The Arab Initiative also contradicts the written assurance provided in 2004 by President George W. Bush to then-Israeli Prime Minister Ariel Sharon, in which President Bush assured Israel that in any future settlement, Israel should be able to retain major Jewish population centers in Judea and Samaria and that Palestinian refugees would be resettled in Palestinian-controlled territories, not in Israel. This Initiative also makes no demand on Palestinians Arabs and Arabs in general. For example, arrest terrorists, outlaw terrorist groups, end incitement to hatred and murder. It also makes no mention of what is to become of the over 450,000 Jews presently living there.
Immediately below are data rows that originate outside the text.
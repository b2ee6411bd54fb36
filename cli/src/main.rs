// keybeacon: Complete Desktop CLI
//
// Every role of the tag system from one binary: accessory (Linux/BlueZ),
// scanner, owner provisioning and query, key management and a local
// directory server.

mod ble;
mod config;
mod directory_server;
mod logging;
#[cfg(target_os = "linux")]
mod peripheral;

use anyhow::{Context, Result};
use clap::{Parser, Subcommand};
use colored::*;
use keybeacon_core::shutdown::{shutdown_channel, wait_for_shutdown, ShutdownSignal};
use keybeacon_core::{
    load_public_key_material, query_reports, run_provisioning_task, run_scan_task,
    ConfigCandidate, DirectoryClient, FileKeyStore, HttpDirectory, KeyStore, MemoryDirectory,
    NodeStats, OwnerKeys, Reporter, ScanStats, ScannerNode, StaticLocation,
};
use std::net::{IpAddr, SocketAddr};
use std::path::{Path, PathBuf};
use std::sync::Arc;
use tokio::sync::{mpsc, watch};

#[derive(Parser)]
#[command(name = "keybeacon")]
#[command(about = "keybeacon: BLE tag provisioning, beaconing and report lookup", long_about = None)]
#[command(version)]
struct Cli {
    /// Log filter, e.g. "debug" or "keybeacon_core=trace" (overrides RUST_LOG)
    #[arg(long, global = true)]
    log_level: Option<String>,

    #[command(subcommand)]
    command: Commands,
}

#[derive(Subcommand)]
enum Commands {
    /// Generate the owner RSA-512 key pair
    Keygen {
        /// Replace an existing key pair
        #[arg(short, long)]
        force: bool,
    },
    /// Write the owner's 64-byte key to a raw accessory key file
    ExportKey {
        /// Destination file (defaults to the accessory key in the data dir)
        #[arg(short, long)]
        output: Option<PathBuf>,
    },
    /// Run as a tag: provisioning service until keyed, then fragment beacons
    Accessory {
        /// Key file to use instead of the one in the data dir
        #[arg(short, long)]
        key_file: Option<PathBuf>,
    },
    /// Collect tag fragments and upload encrypted reports
    Scan,
    /// Provision the first config-mode tag in range with the owner key
    OwnerSet,
    /// Fetch and decrypt reports for the owner key
    OwnerFind,
    /// Serve the report directory locally
    ServeDirectory {
        #[arg(short, long, default_value = "8080")]
        port: u16,
        #[arg(short, long, default_value = "0.0.0.0")]
        bind: String,
    },
    /// Configure settings
    Config {
        #[command(subcommand)]
        action: ConfigAction,
    },
}

#[derive(Subcommand)]
enum ConfigAction {
    Set { key: String, value: String },
    Get { key: String },
    List,
}

#[tokio::main]
async fn main() -> Result<()> {
    let cli = Cli::parse();
    let config = config::Config::load()?;
    let _log_guard = logging::init(
        cli.log_level.as_deref(),
        config.log_dir.as_deref().map(Path::new),
    )?;

    match cli.command {
        Commands::Keygen { force } => cmd_keygen(&config, force).await,
        Commands::ExportKey { output } => cmd_export_key(&config, output).await,
        Commands::Accessory { key_file } => cmd_accessory(&config, key_file).await,
        Commands::Scan => cmd_scan(&config).await,
        Commands::OwnerSet => cmd_owner_set(&config).await,
        Commands::OwnerFind => cmd_owner_find(&config).await,
        Commands::ServeDirectory { port, bind } => cmd_serve_directory(&bind, port).await,
        Commands::Config { action } => cmd_config(config, action).await,
    }
}

/// Shutdown channel flipped by Ctrl-C
fn ctrl_c_shutdown() -> (Arc<watch::Sender<bool>>, ShutdownSignal) {
    let (tx, rx) = shutdown_channel();
    let tx = Arc::new(tx);
    let signal_tx = tx.clone();
    tokio::spawn(async move {
        if tokio::signal::ctrl_c().await.is_ok() {
            tracing::info!("Interrupted, shutting down");
            let _ = signal_tx.send(true);
        }
    });
    (tx, rx)
}

fn http_directory(config: &config::Config) -> Arc<dyn DirectoryClient> {
    Arc::new(HttpDirectory::new(config.directory_config()))
}

async fn cmd_keygen(config: &config::Config, force: bool) -> Result<()> {
    let (private_path, public_path) = config.owner_key_paths()?;
    if private_path.exists() && !force {
        anyhow::bail!(
            "Owner key already exists at {} (use --force to replace it)",
            private_path.display()
        );
    }

    println!("{}", "Generating owner key pair...".bold());
    let keys = OwnerKeys::generate().context("Failed to generate key pair")?;
    keys.save_pem(&private_path, &public_path)
        .context("Failed to save key pair")?;
    let material = keys
        .key_material()
        .context("Generated key has an unexpected size")?;

    println!("{} Owner key pair created", "✓".green());
    println!("  Private: {}", private_path.display());
    println!("  Public:  {}", public_path.display());
    println!("  Key:     {}", material.to_hex().bright_yellow());
    Ok(())
}

async fn cmd_export_key(config: &config::Config, output: Option<PathBuf>) -> Result<()> {
    let (_, public_path) = config.owner_key_paths()?;
    let material = load_public_key_material(&public_path).with_context(|| {
        format!(
            "Failed to read owner public key {} (run `keybeacon keygen` first)",
            public_path.display()
        )
    })?;

    let output = match output {
        Some(path) => path,
        None => config.tag_key_path()?,
    };
    FileKeyStore::new(&output)
        .store(&material)
        .context("Failed to write key file")?;

    println!("{} Key written to {}", "✓".green(), output.display());
    Ok(())
}

#[cfg(target_os = "linux")]
async fn cmd_accessory(config: &config::Config, key_file: Option<PathBuf>) -> Result<()> {
    use keybeacon_core::AccessoryRuntime;

    let key_path = match key_file {
        Some(path) => path,
        None => config.tag_key_path()?,
    };
    let store = Arc::new(FileKeyStore::new(&key_path));
    match store.load() {
        Ok(Some(key)) => println!("{} Key loaded, beaconing {}", "✓".green(), key.to_hex().dimmed()),
        Ok(None) => println!("{} No key yet, waiting for provisioning", "•".yellow()),
        Err(e) => return Err(e).context("Failed to read key file"),
    }

    let radio = Arc::new(
        peripheral::BluezRadio::new()
            .await
            .context("Failed to open Bluetooth adapter")?,
    );
    let runtime = AccessoryRuntime::new(radio, store, config.accessory_config());
    let (_shutdown_tx, shutdown) = ctrl_c_shutdown();

    runtime.run(shutdown).await.context("Accessory stopped")?;
    println!("{} Accessory stopped", "✓".green());
    Ok(())
}

#[cfg(not(target_os = "linux"))]
async fn cmd_accessory(_config: &config::Config, _key_file: Option<PathBuf>) -> Result<()> {
    anyhow::bail!("The accessory role needs BlueZ and is only available on Linux")
}

async fn cmd_scan(config: &config::Config) -> Result<()> {
    let adapter = ble::default_adapter()
        .await
        .context("Failed to open Bluetooth adapter")?;
    let stream = ble::scan(&adapter).await.context("Failed to start scan")?;
    let (_shutdown_tx, shutdown) = ctrl_c_shutdown();

    let reporter = Reporter::new(http_directory(config), Arc::new(StaticLocation::default()));
    let mut node = ScannerNode::new(config.node_config(), reporter);
    let (tx, rx) = node.sighting_channel();

    println!("{}", "Scanning for tags (Ctrl-C to stop)".bold());
    let scan_task = tokio::spawn(run_scan_task(stream, tx, shutdown.clone()));
    let stats = node.run(rx, shutdown).await;
    let scan_stats = scan_task.await.context("Scan task panicked")?;

    print_scan_summary(&scan_stats, &stats);
    Ok(())
}

fn print_scan_summary(scan_stats: &ScanStats, stats: &NodeStats) {
    println!();
    println!("{}", "Scan summary".bold());
    println!("  Advertisements:  {}", scan_stats.reports);
    println!("  Sightings:       {}", stats.sightings);
    println!("  Keys completed:  {}", stats.keys_completed);
    println!("  Invalid keys:    {}", stats.invalid_keys);
    println!(
        "  Uploads:         {} ok, {} failed",
        stats.uploads_ok.to_string().green(),
        stats.uploads_failed.to_string().red()
    );
    println!("  Evicted tags:    {}", stats.evicted);
}

async fn cmd_owner_set(config: &config::Config) -> Result<()> {
    let (_, public_path) = config.owner_key_paths()?;
    let key = load_public_key_material(&public_path)
        .context("Failed to read owner public key (run `keybeacon keygen` first)")?;

    let adapter = ble::default_adapter()
        .await
        .context("Failed to open Bluetooth adapter")?;
    let stream = ble::scan(&adapter).await.context("Failed to start scan")?;
    let connector = Arc::new(ble::BtleplugConnector::new(adapter));
    let (_shutdown_tx, mut shutdown) = ctrl_c_shutdown();

    let (candidate_tx, candidate_rx) = mpsc::channel::<ConfigCandidate>(8);
    let reporter = Reporter::new(http_directory(config), Arc::new(StaticLocation::default()));
    let mut node =
        ScannerNode::new(config.node_config(), reporter).with_config_candidates(candidate_tx);
    let (tx, rx) = node.sighting_channel();

    println!("{}", "Waiting for a tag in config mode (Ctrl-C to stop)".bold());
    let scan_task = tokio::spawn(run_scan_task(stream, tx, shutdown.clone()));
    let node_shutdown = shutdown.clone();
    let node_task = tokio::spawn(async move { node.run(rx, node_shutdown).await });

    match run_provisioning_task(
        connector,
        key,
        candidate_rx,
        shutdown.clone(),
        config.provision_config(),
    )
    .await
    {
        Ok(outcome) => println!(
            "{} Key written to {} ({} round(s), {} writes)",
            "✓".green(),
            outcome.address.bright_cyan(),
            outcome.report.rounds,
            outcome.report.writes
        ),
        Err(e) => println!("{} Provisioning failed: {}", "✗".red(), e),
    }
    println!("{}", "Still scanning and reporting (Ctrl-C to stop)".bold());

    wait_for_shutdown(&mut shutdown).await;
    let scan_stats = scan_task.await.context("Scan task panicked")?;
    let stats = node_task.await.context("Scanner loop panicked")?;
    print_scan_summary(&scan_stats, &stats);
    Ok(())
}

async fn cmd_owner_find(config: &config::Config) -> Result<()> {
    let (private_path, _) = config.owner_key_paths()?;
    let owner = OwnerKeys::load_private_pem(&private_path)
        .context("Failed to read owner private key (run `keybeacon keygen` first)")?;
    let directory = http_directory(config);

    let reports = query_reports(directory.as_ref(), &owner)
        .await
        .context("Directory query failed")?;

    if reports.is_empty() {
        println!("{}", "No reports yet".dimmed());
        return Ok(());
    }

    println!("{} ({})", "Reports".bold(), reports.len());
    for report in reports {
        let when = format_timestamp(report.timestamp);
        match report.content {
            Ok(content) => println!(
                "  {} -> {}",
                when.dimmed(),
                String::from_utf8_lossy(&content)
            ),
            Err(e) => println!("  {} -> {} {}", when.dimmed(), "✗".red(), e),
        }
    }
    Ok(())
}

async fn cmd_serve_directory(bind: &str, port: u16) -> Result<()> {
    let ip = bind
        .parse::<IpAddr>()
        .with_context(|| format!("Invalid bind address: {}", bind))?;
    let addr = SocketAddr::new(ip, port);

    println!("{} Serving directory on http://{}", "✓".green(), addr);
    println!("  Point scanners at it with:");
    println!(
        "  {}",
        format!("keybeacon config set directory_url http://{}", addr).bright_cyan()
    );

    tokio::select! {
        _ = directory_server::serve(MemoryDirectory::new(), addr) => {}
        _ = tokio::signal::ctrl_c() => println!("{} Directory stopped", "✓".green()),
    }
    Ok(())
}

async fn cmd_config(mut config: config::Config, action: ConfigAction) -> Result<()> {
    match action {
        ConfigAction::Set { key, value } => {
            config.set(&key, &value)?;
            println!("{} Set {} = {}", "✓".green(), key.bright_cyan(), value);
        }

        ConfigAction::Get { key } => match config.get(&key) {
            Some(value) => println!("{} = {}", key.bright_cyan(), value),
            None if config.list().iter().any(|(k, _)| *k == key) => {
                println!("{} = {}", key.bright_cyan(), "(unset)".dimmed())
            }
            None => anyhow::bail!("Unknown config key: {}", key),
        },

        ConfigAction::List => {
            println!("{}", "Configuration".bold());
            println!();

            for (key, value) in config.list() {
                println!("  {:<30} {}", key.bright_cyan(), value);
            }
        }
    }

    Ok(())
}

fn format_timestamp(timestamp_ms: i64) -> String {
    use chrono::{DateTime, Local, Utc};

    let dt = DateTime::from_timestamp_millis(timestamp_ms).unwrap_or_else(Utc::now);
    let local: DateTime<Local> = dt.into();
    local.format("%Y-%m-%d %H:%M:%S").to_string()
}

#[cfg(test)]
mod tests {
    use super::*;
    use clap::CommandFactory;

    #[test]
    fn test_cli_definition_is_valid() {
        Cli::command().debug_assert();
    }

    #[test]
    fn test_parse_serve_directory() {
        let cli = Cli::try_parse_from(["keybeacon", "serve-directory", "--port", "9000"]).unwrap();
        match cli.command {
            Commands::ServeDirectory { port, bind } => {
                assert_eq!(port, 9000);
                assert_eq!(bind, "0.0.0.0");
            }
            _ => panic!("wrong subcommand"),
        }
    }

    #[test]
    fn test_global_log_level() {
        let cli = Cli::try_parse_from(["keybeacon", "scan", "--log-level", "debug"]).unwrap();
        assert_eq!(cli.log_level.as_deref(), Some("debug"));
        assert!(matches!(cli.command, Commands::Scan));
    }

    #[test]
    fn test_format_timestamp_is_millisecond_based() {
        let formatted = format_timestamp(1_700_000_000_000);
        assert!(formatted.starts_with("2023-11-1"));
    }
}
Caroline Glick, Managing Editor, Jerusalem Post, and Middle East Fellow, Center for Security Policy, Washington, D.C., and recipient of the ZOA's Ben Hecht Award for Outstanding Journalism on the Middle East, has described the problems for Israel contained in the Arab Initiative thus: "This Israeli surrender would enable the formal establishment of a Palestinian terror state. It would also strengthen Iran's principal ally – the Syrian Ba'athist regime … Without Judea, Samaria, Jerusalem, the Jordan Valley and the Golan Heights, Israel would be so vulnerable to missile and artillery attack that it could be overwhelmed even before conventional invading Arab armies set foot on its remaining territory … As a reading of the Saudi plan makes clear, it would only be after Israel surrendered all this land and allowed itself to be overrun by millions of hostile Arab immigrants that the Saudis and their Arab brethren would 'establish normal relations with Israel.' That is, the Saudis will be ready to talk to Israelis only after Israel is destroyed" (Caroline Glick, 'Our World: Olmert's Saudi friends,' Jerusalem Post, December 4, 2006).
ZOA National President Morton A. Klein said, "We view with deep misgivings this latest revelation from Shimon Peres that seems to cast doubt on assurances from Dennis Ross that President-elect Obama was not supporting the Arab Initiative or basing his intended policy planning upon it. It is not possible the President-elect Obama can be both 'very impressed' with the Arab Initiative, as Shimon Peres says, while not supporting it, as Dennis Ross says. The evidence suggesting that President-elect Obama supports the Arab Initiative is in complete contradiction and violation of President Bush's written assurance to the-Prime Minister Sharon. We sincerely hope that Mr. Peres' account does not indicate that an Obama Administration will adopt the Arab Initiative, which fails to truly accept Israel or offer even the possibility of peace until after Israel has made enormous and irreversible concessions, including uprooting more than 450,000 Jews from their homes in Judea and Samaria simply because they are Jews. The American public is entitled to know the true state of affairs and be spared such conflicting testimony. ZOA urges President-elect Obama to immediately, personally and publicly clarify his position on this Saudi Arab Initiative."